Писала об Уманском и Е. Гинзбург в документальной повести «Крутой маршрут». Очень тепло описывает она дружбу с Уманским и его самого. После главы «ЗЭКА, ЭСКА И БЭКА» я читал повесть уж без прежнего доверия и душевной открытости, читал настороженно. И был искренне рад, что хоть о ком-то она отзывается хорошо, без «ложки дегтя». Но Уманский «Крутого маршрута» и мой мало похожи друг на друга. Мой — не был склонен к бурным филиппикам. Не был говорливым. Его характер отличался уравновешенностью, скептичностью и иронией. Он не был похож на человека, бросающегося с политическими излияниями к малознакомому, впервые встреченному. За колючей проволокой он прошел десятигодичную школу сдержанности. За время нашего ежедневного общения и взаимной симпатии Яков Михайлович не проронил ни одной поэтической фразы, ни одной строки. Не вызвал у него интереса и томик Ростана, одной из трех книг моей тогдашней библиотеки (Э. Ростан, Д. Кардовский и А. Грин). Кстати, «Бегущую по волнам» Грина в 1953 году, гостивший две недели у нас в Магадане Шаламов, возвращаясь в Барагон, взял с собой, не оставив записки. Очевидно, очень спешил. Он уезжал днем, когда нас не было дома. Я понимал вопиющую несхожесть Магадана и таежного поселка под Оймяконом.
Почти все знавшие Уманского проявляли интерес к мотивам, побудившим его завербоваться в Дальстрой. И соображения по этому поводу были высказаны разные.
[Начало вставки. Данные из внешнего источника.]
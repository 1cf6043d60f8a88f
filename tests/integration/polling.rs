//! Polling outcomes against a mocked Logs API

use crate::support::*;
use metrika_logs_downloader::downloader::{DownloadError, JobStatus};
use metrika_logs_downloader::{DateRange, Source};
use std::time::Duration;
use tempfile::TempDir;

fn range() -> DateRange {
    DateRange::parse("2024-03-01", "2024-03-02").unwrap()
}

#[tokio::test]
async fn test_never_processed_times_out_and_cleans_up() {
    let server = wiremock::MockServer::start().await;
    mount_create(&server).await;
    mount_status(&server, "processing").await;
    mount_download(&server, export_body(2000), 0).await;
    mount_clean(&server, 200, 1).await;

    let temp_dir = TempDir::new().unwrap();
    let uri = server.uri();
    let out = temp_dir.path().to_path_buf();
    let err = tokio::task::spawn_blocking(move || {
        executor(&uri, fast_poll(300)).execute(&range(), Source::Visits, &out)
    })
    .await
    .unwrap()
    .unwrap_err();

    match err {
        DownloadError::Timeout { attempts, elapsed } => {
            assert!(attempts >= 1);
            assert!(elapsed >= Duration::from_millis(300));
        }
        other => panic!("unexpected error: {other}"),
    }
}

#[tokio::test]
async fn test_canceled_request_fails_without_download() {
    let server = wiremock::MockServer::start().await;
    mount_create(&server).await;
    mount_status(&server, "canceled").await;
    mount_download(&server, export_body(2000), 0).await;
    mount_clean(&server, 200, 1).await;

    let temp_dir = TempDir::new().unwrap();
    let uri = server.uri();
    let out = temp_dir.path().to_path_buf();
    let err = tokio::task::spawn_blocking(move || {
        executor(&uri, fast_poll(2_000)).execute(&range(), Source::Visits, &out)
    })
    .await
    .unwrap()
    .unwrap_err();

    match err {
        DownloadError::JobFailed { request_id, status } => {
            assert_eq!(request_id, REQUEST_ID.to_string());
            assert_eq!(status, JobStatus::Canceled);
        }
        other => panic!("unexpected error: {other}"),
    }
}

#[tokio::test]
async fn test_failure_path_cleanup_can_be_disabled() {
    let server = wiremock::MockServer::start().await;
    mount_create(&server).await;
    mount_status(&server, "processing_failed").await;
    mount_clean(&server, 200, 0).await;

    let temp_dir = TempDir::new().unwrap();
    let uri = server.uri();
    let out = temp_dir.path().to_path_buf();
    let err = tokio::task::spawn_blocking(move || {
        executor(&uri, fast_poll(2_000))
            .with_cleanup_on_failure(false)
            .execute(&range(), Source::Visits, &out)
    })
    .await
    .unwrap()
    .unwrap_err();

    assert!(matches!(
        err,
        DownloadError::JobFailed {
            status: JobStatus::Failed,
            ..
        }
    ));
}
Трест «Дальстрой», или ГУСДС — Главное управление строительства Дальнего Севера — был одним из самых отдаленных районов от центра страны, самым глухим и необжитым. Центральные «страсти» доходили сюда с большим опозданием и заметно ослабленными. Два основных обстоятельства, две причины привели Уманского на Колыму. Его возраст, близкий к пенсии, — раз. Два — социальный опыт, аналитический ум уже в 1935 году подсказывали ему неизбежность той драмы, к которой стремительно катилась страна. Убийство Кирова и широкие аресты, за ним последовавшие, были восприняты Уманским как сигнал к очередному террору. Человеку с «пестрой» анкетой Север казался более спокойным местом, отдаленным от бурных политических страстей. Нельзя сбрасывать со счетов и заботу его о дочерях. Работа на Севере давала больше возможностей материально поддержать их. Тем более если учесть, что обе были предрасположены к нервно-психическим заболеваниям. Особенно обеспокоен был отец судьбой Сусанны, девушки с очень лабильной психикой и физически слабой.